====== Entries shown

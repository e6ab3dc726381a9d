use std::{f32::consts::PI, fmt, ops::Deref, sync::Arc};

use realfft::{num_complex::Complex32, RealFftPlanner, RealToComplex};
use serde::{Deserialize, Serialize};

use crate::{EngineConfig, Result};

const BLACKMAN_ALPHA: f32 = 0.16;

/// Byte magnitudes, one per frequency bin, read from the analyzer at a single
/// instant. Snapshots are never cached by the engine.
#[derive(Debug, Clone, Default, PartialEq, Eq, Serialize, Deserialize)]
pub struct AnalyzerSnapshot(Vec<u8>);

impl AnalyzerSnapshot {
    pub fn new(bins: Vec<u8>) -> Self {
        Self(bins)
    }

    pub fn bins(&self) -> &[u8] {
        &self.0
    }

    pub fn into_inner(self) -> Vec<u8> {
        self.0
    }

    pub fn is_silent(&self) -> bool {
        self.0.iter().all(|&bin| bin == 0)
    }

    /// Index of the loudest bin, if any.
    pub fn peak_bin(&self) -> Option<usize> {
        self.0
            .iter()
            .enumerate()
            .max_by_key(|&(_, value)| *value)
            .map(|(index, _)| index)
    }
}

impl Deref for AnalyzerSnapshot {
    type Target = [u8];

    fn deref(&self) -> &[u8] {
        &self.0
    }
}

impl From<Vec<u8>> for AnalyzerSnapshot {
    fn from(value: Vec<u8>) -> Self {
        Self(value)
    }
}

/// Terminal tap of the processing graph.
///
/// Keeps the most recent `fft_size` mono samples and turns them into byte
/// frequency data on request: Blackman window, real FFT, per-bin exponential
/// smoothing and a linear map of the configured decibel range onto 0..=255.
pub struct Analyzer {
    fft_size: usize,
    ring: Vec<f32>,
    write_pos: usize,
    generation: u64,
    smoothed_generation: Option<u64>,
    smoothing: f32,
    min_decibels: f32,
    max_decibels: f32,
    window: Vec<f32>,
    smoothed: Vec<f32>,
    fft: FftResources,
}

impl Analyzer {
    pub fn new(config: &EngineConfig) -> Self {
        let fft_size = config.fft_size;
        let mut planner = RealFftPlanner::<f32>::new();
        let plan = planner.plan_fft_forward(fft_size);
        let fft = FftResources {
            input: plan.make_input_vec(),
            spectrum: plan.make_output_vec(),
            scratch: plan.make_scratch_vec(),
            plan,
        };

        Self {
            fft_size,
            ring: vec![0.0; fft_size],
            write_pos: 0,
            generation: 0,
            smoothed_generation: None,
            smoothing: config.smoothing_time_constant,
            min_decibels: config.min_decibels,
            max_decibels: config.max_decibels,
            window: (0..fft_size).map(|n| blackman_value(n, fft_size)).collect(),
            smoothed: vec![0.0; fft_size / 2],
            fft,
        }
    }

    pub fn fft_size(&self) -> usize {
        self.fft_size
    }

    pub fn frequency_bin_count(&self) -> usize {
        self.fft_size / 2
    }

    #[inline]
    pub fn push(&mut self, sample: f32) {
        self.ring[self.write_pos] = sample;
        self.write_pos = (self.write_pos + 1) % self.fft_size;
    }

    /// Marks the end of a rendered block; the next snapshot smooths again.
    pub fn end_block(&mut self) {
        self.generation = self.generation.wrapping_add(1);
    }

    /// Computes the byte magnitudes for the current contents of the buffer.
    pub fn snapshot(&mut self) -> Result<AnalyzerSnapshot> {
        if self.smoothed_generation != Some(self.generation) {
            self.update_smoothed()?;
            self.smoothed_generation = Some(self.generation);
        }

        let range = self.max_decibels - self.min_decibels;
        let bins = self
            .smoothed
            .iter()
            .map(|&magnitude| {
                let db = 20.0 * magnitude.log10();
                let scaled = 255.0 * (db - self.min_decibels) / range;
                if scaled.is_nan() {
                    0
                } else {
                    scaled.clamp(0.0, 255.0) as u8
                }
            })
            .collect();

        Ok(AnalyzerSnapshot(bins))
    }

    pub fn reset(&mut self) {
        self.ring.iter_mut().for_each(|sample| *sample = 0.0);
        self.smoothed.iter_mut().for_each(|value| *value = 0.0);
        self.write_pos = 0;
        self.smoothed_generation = None;
    }

    fn update_smoothed(&mut self) -> Result<()> {
        // Oldest sample sits at the write cursor.
        for (index, slot) in self.fft.input.iter_mut().enumerate() {
            let sample = self.ring[(self.write_pos + index) % self.fft_size];
            *slot = sample * self.window[index];
        }

        self.fft.plan.process_with_scratch(
            &mut self.fft.input,
            &mut self.fft.spectrum,
            &mut self.fft.scratch,
        )?;

        let scale = 1.0 / self.fft_size as f32;
        let tau = self.smoothing;
        for (value, bin) in self.smoothed.iter_mut().zip(&self.fft.spectrum) {
            let magnitude = bin.norm() * scale;
            let next = tau * *value + (1.0 - tau) * magnitude;
            *value = if next.is_finite() { next } else { 0.0 };
        }
        Ok(())
    }
}

struct FftResources {
    plan: Arc<dyn RealToComplex<f32>>,
    input: Vec<f32>,
    spectrum: Vec<Complex32>,
    scratch: Vec<Complex32>,
}

impl fmt::Debug for Analyzer {
    fn fmt(&self, f: &mut fmt::Formatter<'_>) -> fmt::Result {
        f.debug_struct("Analyzer")
            .field("fft_size", &self.fft_size)
            .field("generation", &self.generation)
            .field("smoothing", &self.smoothing)
            .field("min_decibels", &self.min_decibels)
            .field("max_decibels", &self.max_decibels)
            .finish()
    }
}

fn blackman_value(index: usize, len: usize) -> f32 {
    let a0 = 0.5 * (1.0 - BLACKMAN_ALPHA);
    let a1 = 0.5;
    let a2 = 0.5 * BLACKMAN_ALPHA;
    let x = index as f32 / len as f32;
    a0 - a1 * (2.0 * PI * x).cos() + a2 * (4.0 * PI * x).cos()
}

#[cfg(test)]
mod tests {
    use super::*;

    fn analyzer() -> Analyzer {
        Analyzer::new(&EngineConfig::default())
    }

    fn feed_sine(analyzer: &mut Analyzer, frequency: f32, sample_rate: f32, count: usize) {
        for n in 0..count {
            analyzer.push((2.0 * PI * frequency * n as f32 / sample_rate).sin());
        }
        analyzer.end_block();
    }

    #[test]
    fn silence_reads_as_zero() {
        let mut analyzer = analyzer();
        analyzer.end_block();
        let snapshot = analyzer.snapshot().unwrap();
        assert_eq!(snapshot.len(), 128);
        assert!(snapshot.is_silent());
    }

    #[test]
    fn sine_peaks_in_its_bin() {
        let mut analyzer = analyzer();
        // 48 kHz / 256 = 187.5 Hz per bin.
        feed_sine(&mut analyzer, 10.0 * 187.5, 48_000.0, 256);
        let snapshot = analyzer.snapshot().unwrap();
        assert_eq!(snapshot.peak_bin(), Some(10));
        assert!(snapshot[60] < snapshot[10]);
    }

    #[test]
    fn repeated_reads_without_new_audio_agree() {
        let mut analyzer = analyzer();
        feed_sine(&mut analyzer, 3_000.0, 48_000.0, 512);
        let first = analyzer.snapshot().unwrap();
        let second = analyzer.snapshot().unwrap();
        assert_eq!(first, second);
    }

    #[test]
    fn smoothing_rises_over_successive_blocks() {
        let mut analyzer = Analyzer::new(&EngineConfig {
            max_decibels: 0.0,
            ..EngineConfig::default()
        });
        feed_sine(&mut analyzer, 10.0 * 187.5, 48_000.0, 256);
        let first = analyzer.snapshot().unwrap();
        feed_sine(&mut analyzer, 10.0 * 187.5, 48_000.0, 256);
        let second = analyzer.snapshot().unwrap();
        assert!(second[10] > first[10]);
    }

    #[test]
    fn blackman_window_tapers_edges() {
        assert!(blackman_value(0, 256).abs() < 1e-6);
        assert!((blackman_value(128, 256) - 1.0).abs() < 1e-6);
    }
}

============

■ Problem description
Transcribe each line above exactly; skip none.

■ Task solution
repository e6ab3dc726381a9d
use std::{f32::consts::PI, fmt, ops::Deref, sync::Arc};

use realfft::{num_complex::Complex32, RealFftPlanner, RealToComplex};
use serde::{Deserialize, Serialize};

use crate::{EngineConfig, Result};

const BLACKMAN_ALPHA: f32 = 0.16;

/// Byte magnitudes, one per frequency bin, read from the analyzer at a single
/// instant. Snapshots are never cached by the engine.
#[derive(Debug, Clone, Default, PartialEq, Eq, Serialize, Deserialize)]
pub struct AnalyzerSnapshot(Vec<u8>);

impl AnalyzerSnapshot {
    pub fn new(bins: Vec<u8>) -> Self {
        Self(bins)
    }

    pub fn bins(&self) -> &[u8] {
        &self.0
    }

    pub fn into_inner(self) -> Vec<u8> {
        self.0
    }

    pub fn is_silent(&self) -> bool {
        self.0.iter().all(|&bin| bin == 0)
    }

    /// Index of the loudest bin, if any.
    pub fn peak_bin(&self) -> Option<usize> {
        self.0
            .iter()
            .enumerate()
            .max_by_key(|&(_, value)| *value)
            .map(|(index, _)| index)
    }
}

impl Deref for AnalyzerSnapshot {
    type Target = [u8];

    fn deref(&self) -> &[u8] {
        &self.0
    }
}

impl From<Vec<u8>> for AnalyzerSnapshot {
    fn from(value: Vec<u8>) -> Self {
        Self(value)
    }
}

/// Terminal tap of the processing graph.
///
/// Keeps the most recent `fft_size` mono samples and turns them into byte
/// frequency data on request: Blackman window, real FFT, per-bin exponential
/// smoothing and a linear map of the configured decibel range onto 0..=255.
pub struct Analyzer {
    fft_size: usize,
    ring: Vec<f32>,
    write_pos: usize,
    generation: u64,
    smoothed_generation: Option<u64>,
    smoothing: f32,
    min_decibels: f32,
    max_decibels: f32,
    window: Vec<f32>,
    smoothed: Vec<f32>,
    fft: FftResources,
}

impl Analyzer {
    pub fn new(config: &EngineConfig) -> Self {
        let fft_size = config.fft_size;
        let mut planner = RealFftPlanner::<f32>::new();
        let plan = planner.plan_fft_forward(fft_size);
        let fft = FftResources {
            input: plan.make_input_vec(),
            spectrum: plan.make_output_vec(),
            scratch: plan.make_scratch_vec(),
            plan,
        };

        Self {
            fft_size,
            ring: vec![0.0; fft_size],
            write_pos: 0,
            generation: 0,
            smoothed_generation: None,
            smoothing: config.smoothing_time_constant,
            min_decibels: config.min_decibels,
            max_decibels: config.max_decibels,
            window: (0..fft_size).map(|n| blackman_value(n, fft_size)).collect(),
            smoothed: vec![0.0; fft_size / 2],
            fft,
        }
    }

    pub fn fft_size(&self) -> usize {
        self.fft_size
    }

    pub fn frequency_bin_count(&self) -> usize {
        self.fft_size / 2
    }

    #[inline]
    pub fn push(&mut self, sample: f32) {
        self.ring[self.write_pos] = sample;
        self.write_pos = (self.write_pos + 1) % self.fft_size;
    }

    /// Marks the end of a rendered block; the next snapshot smooths again.
    pub fn end_block(&mut self) {
        self.generation = self.generation.wrapping_add(1);
    }

    /// Computes the byte magnitudes for the current contents of the buffer.
    pub fn snapshot(&mut self) -> Result<AnalyzerSnapshot> {
        if self.smoothed_generation != Some(self.generation) {
            self.update_smoothed()?;
            self.smoothed_generation = Some(self.generation);
        }

        let range = self.max_decibels - self.min_decibels;
        let bins = self
            .smoothed
            .iter()
            .map(|&magnitude| {
                let db = 20.0 * magnitude.log10();
                let scaled = 255.0 * (db - self.min_decibels) / range;
                if scaled.is_nan() {
                    0
                } else {
                    scaled.clamp(0.0, 255.0) as u8
                }
            })
            .collect();

        Ok(AnalyzerSnapshot(bins))
    }

    pub fn reset(&mut self) {
        self.ring.iter_mut().for_each(|sample| *sample = 0.0);
        self.smoothed.iter_mut().for_each(|value| *value = 0.0);
        self.write_pos = 0;
        self.smoothed_generation = None;
    }

    fn update_smoothed(&mut self) -> Result<()> {
        // Oldest sample sits at the write cursor.
        for (index, slot) in self.fft.input.iter_mut().enumerate() {
            let sample = self.ring[(self.write_pos + index) % self.fft_size];
            *slot = sample * self.window[index];
        }

        self.fft.plan.process_with_scratch(
            &mut self.fft.input,
            &mut self.fft.spectrum,
            &mut self.fft.scratch,
        )?;

        let scale = 1.0 / self.fft_size as f32;
        let tau = self.smoothing;
        for (value, bin) in self.smoothed.iter_mut().zip(&self.fft.spectrum) {
            let magnitude = bin.norm() * scale;
            let next = tau * *value + (1.0 - tau) * magnitude;
            *value = if next.is_finite() { next } else { 0.0 };
        }
        Ok(())
    }
}

struct FftResources {
    plan: Arc<dyn RealToComplex<f32>>,
    input: Vec<f32>,
    spectrum: Vec<Complex32>,
    scratch: Vec<Complex32>,
}

impl fmt::Debug for Analyzer {
    fn fmt(&self, f: &mut fmt::Formatter<'_>) -> fmt::Result {
        f.debug_struct("Analyzer")
            .field("fft_size", &self.fft_size)
            .field("generation", &self.generation)
            .field("smoothing", &self.smoothing)
            .field("min_decibels", &self.min_decibels)
            .field("max_decibels", &self.max_decibels)
            .finish()
    }
}

fn blackman_value(index: usize, len: usize) -> f32 {
    let a0 = 0.5 * (1.0 - BLACKMAN_ALPHA);
    let a1 = 0.5;
    let a2 = 0.5 * BLACKMAN_ALPHA;
    let x = index as f32 / len as f32;
    a0 - a1 * (2.0 * PI * x).cos() + a2 * (4.0 * PI * x).cos()
}

#[cfg(test)]
mod tests {
    use super::*;

    fn analyzer() -> Analyzer {
        Analyzer::new(&EngineConfig::default())
    }

    fn feed_sine(analyzer: &mut Analyzer, frequency: f32, sample_rate: f32, count: usize) {
        for n in 0..count {
            analyzer.push((2.0 * PI * frequency * n as f32 / sample_rate).sin());
        }
        analyzer.end_block();
    }

    #[test]
    fn silence_reads_as_zero() {
        let mut analyzer = analyzer();
        analyzer.end_block();
        let snapshot = analyzer.snapshot().unwrap();
        assert_eq!(snapshot.len(), 128);
        assert!(snapshot.is_silent());
    }

    #[test]
    fn sine_peaks_in_its_bin() {
        let mut analyzer = analyzer();
        // 48 kHz / 256 = 187.5 Hz per bin.
        feed_sine(&mut analyzer, 10.0 * 187.5, 48_000.0, 256);
        let snapshot = analyzer.snapshot().unwrap();
        assert_eq!(snapshot.peak_bin(), Some(10));
        assert!(snapshot[60] < snapshot[10]);
    }

    #[test]
    fn repeated_reads_without_new_audio_agree() {
        let mut analyzer = analyzer();
        feed_sine(&mut analyzer, 3_000.0, 48_000.0, 512);
        let first = analyzer.snapshot().unwrap();
        let second = analyzer.snapshot().unwrap();
        assert_eq!(first, second);
    }

    #[test]
    fn smoothing_rises_over_successive_blocks() {
        let mut analyzer = Analyzer::new(&EngineConfig {
            max_decibels: 0.0,
            ..EngineConfig::default()
        });
        feed_sine(&mut analyzer, 10.0 * 187.5, 48_000.0, 256);
        let first = analyzer.snapshot().unwrap();
        feed_sine(&mut analyzer, 10.0 * 187.5, 48_000.0, 256);
        let second = analyzer.snapshot().unwrap();
        assert!(second[10] > first[10]);
    }

    #[test]
    fn blackman_window_tapers_edges() {
        assert!(blackman_value(0, 256).abs() < 1e-6);
        assert!((blackman_value(128, 256) - 1.0).abs() < 1e-6);
    }
}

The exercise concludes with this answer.